E lá estava eu, trepado no pé-de-pera.
No esplendor irresponsável dos meus doze
anos, depois de correr atrás de bola a tarde inteira no campinho de serragem,
resolvi pular o muro do casario dos Selbach e roubar umas perinhas-manteiga,
amarelinhas e no ponto.
Sob a proteção divina do lusco fusco da
noitinha fui até quase o topo, apreciei a vista da minha rua. Era bonita.
Poucas casas, quase todas de madeira na velha rua de pedregulho e as dezenas de
chaminés soltando aquela fumaça que avisava da janta, dali a quase uma hora.
Mundo maravilhoso, jogo de bola, casa
quentinha, comida no fogão e as peras grátis do Seu Selbach para garantir minha
sobremesa.
Escolhi os galhos onde vi as mais maduras,
sacudi um, depois o outro e, epa!
Seu Selbach ali, bem debaixo de onde eu
estava, me olhando com uma careta meio estranha. Ai, ai, estou frito, pensei.
Pior, minha mãe vai me matar.
- Tu não é o Juarez, filho da Dona Lorita?
- Oi Seu Selbach, boa noite. Nossa como o
senhor me reconheceu no escuro?
- Tem mais alguém que rouba minhas frutas
além de ti?
- Bah Seu Selbach, o senhor me desculpa! Eu
juro que não vou fazer mais isto.
- Conheço gente que faz promessa, mas não vi ninguém
mais rápido que tu.
- Eu já tava indo embora... Por favor me
desculpa.
- Desce daí com cuidado rapaz, não vai te
machucar.
No chão, aliás com a cara no chão de tanta
vergonha, tentei sair correndo e o velho senhor me segurou pelo braço.
- Não, não, não! Junta as peras que você
derrubou e leva contigo, pega aquela sacola.

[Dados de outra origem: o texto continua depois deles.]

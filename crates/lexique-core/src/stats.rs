use lexique_types::{BilingualText, GrammarPoint, VerbConjugation, VocabularyEntry};

/// Per-dataset record counts for the overview page.
#[derive(Debug, Clone, Copy, Default, PartialEq, Eq)]
pub struct DatasetStats {
    pub vocabulary: usize,
    pub grammar: usize,
    pub verbs: usize,
    pub texts: usize,
}

impl DatasetStats {
    pub fn new(
        vocabulary: &[VocabularyEntry],
        grammar: &[GrammarPoint],
        verbs: &[VerbConjugation],
        texts: &[BilingualText],
    ) -> Self {
        Self {
            vocabulary: vocabulary.len(),
            grammar: grammar.len(),
            verbs: verbs.len(),
            texts: texts.len(),
        }
    }
}
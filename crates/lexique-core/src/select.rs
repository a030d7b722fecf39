use std::collections::BTreeSet;

use lexique_types::{BilingualText, VocabularyEntry};

use crate::filter::Selection;

/// Distinct values of a field, ascending, duplicates removed
pub fn distinct_sorted<'a, I>(values: I) -> Vec<String>
where
    I: IntoIterator<Item = &'a str>,
{
    values
        .into_iter()
        .map(str::to_string)
        .collect::<BTreeSet<_>>()
        .into_iter()
        .collect()
}

/// Units observed in the vocabulary, for the unit picker
pub fn distinct_units(entries: &[VocabularyEntry]) -> Vec<String> {
    distinct_sorted(entries.iter().map(|entry| entry.unit.as_str()))
}

/// Lessons available within the selected unit, for the lesson picker.
/// With no unit constraint this is every lesson in the collection.
pub fn distinct_lessons(entries: &[VocabularyEntry], unit: &Selection) -> Vec<String> {
    distinct_sorted(
        entries
            .iter()
            .filter(|entry| unit.matches(&entry.unit))
            .map(|entry| entry.lesson.as_str()),
    )
}

/// Units observed in the bilingual texts
pub fn distinct_text_units(texts: &[BilingualText]) -> Vec<String> {
    distinct_sorted(texts.iter().map(|text| text.unit.as_str()))
}
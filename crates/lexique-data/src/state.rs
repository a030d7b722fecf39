use crate::error::FetchError;

/// Tri-state outcome of one dataset load. `Failed` is terminal for the
/// attempt; a new load starts over from `Pending`.
#[derive(Debug, Default)]
pub enum LoadState<T> {
    #[default]
    Pending,
    Ready(Vec<T>),
    Failed(FetchError),
}

impl<T> LoadState<T> {
    pub fn is_pending(&self) -> bool {
        matches!(self, LoadState::Pending)
    }

    /// Loaded records, only when the load succeeded. A failed load never
    /// presents an empty slice as success.
    pub fn records(&self) -> Option<&[T]> {
        match self {
            LoadState::Ready(records) => Some(records),
            _ => None,
        }
    }

    pub fn error(&self) -> Option<&FetchError> {
        match self {
            LoadState::Failed(err) => Some(err),
            _ => None,
        }
    }
}

impl<T> From<Result<Vec<T>, FetchError>> for LoadState<T> {
    fn from(result: Result<Vec<T>, FetchError>) -> Self {
        match result {
            Ok(records) => LoadState::Ready(records),
            Err(err) => LoadState::Failed(err),
        }
    }
}
// ABOUTME: User entity definition for SeaORM with integer surrogate key and profile fields
// ABOUTME: Owns favorites and ratings, both removed by cascade when the user is deleted

use sea_orm::entity::prelude::*;
use serde::{Deserialize, Serialize};

#[derive(Clone, Debug, PartialEq, Eq, DeriveEntityModel, Serialize, Deserialize)]
#[sea_orm(table_name = "users")]
pub struct Model {
    #[sea_orm(primary_key)]
    pub id: i32,
    #[sea_orm(unique)]
    pub username: String,
    #[serde(skip_serializing)]
    pub password_hash: String,
    pub first_name: String,
    pub last_name: String,
    pub email: String,
    pub profile_image: Option<String>,
    pub is_admin: bool,
}

#[derive(Copy, Clone, Debug, EnumIter, DeriveRelation)]
pub enum Relation {
    #[sea_orm(has_many = "super::favorite::Entity")]
    Favorites,
    #[sea_orm(has_many = "super::rating::Entity")]
    Ratings,
}

impl Related<super::favorite::Entity> for Entity {
    fn to() -> RelationDef {
        Relation::Favorites.def()
    }
}

impl Related<super::rating::Entity> for Entity {
    fn to() -> RelationDef {
        Relation::Ratings.def()
    }
}

impl ActiveModelBehavior for ActiveModel {}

- Mas a sacola é do senhor?
- As peras também são, nem por isto tu te
importou de pegar escondido.
Me escoltou até o portão da sua bela
propriedade, no caminho desviou o assunto e passou a me falar de coisas boas que
podiam ser preparadas com aquelas frutas.
Eu mudo.
Quando ultrapassei o gradil do portão meu
coração relaxou e, tentando ser gentil com meu vizinho (afinal ele ainda
poderia me entregar para Dona Lorita), falei...
- Desculpa mais uma vez Seu Selbach e muito
obrigado pelas peras. O senhor é uma pessoa muito legal.
O rosto do velho senhor se iluminou em um
sorriso franco.
- Juarez, legal pra mim é quem é legal
comigo.
Era só voltar com a sacola e entrar pelo portão, perdeu a graça.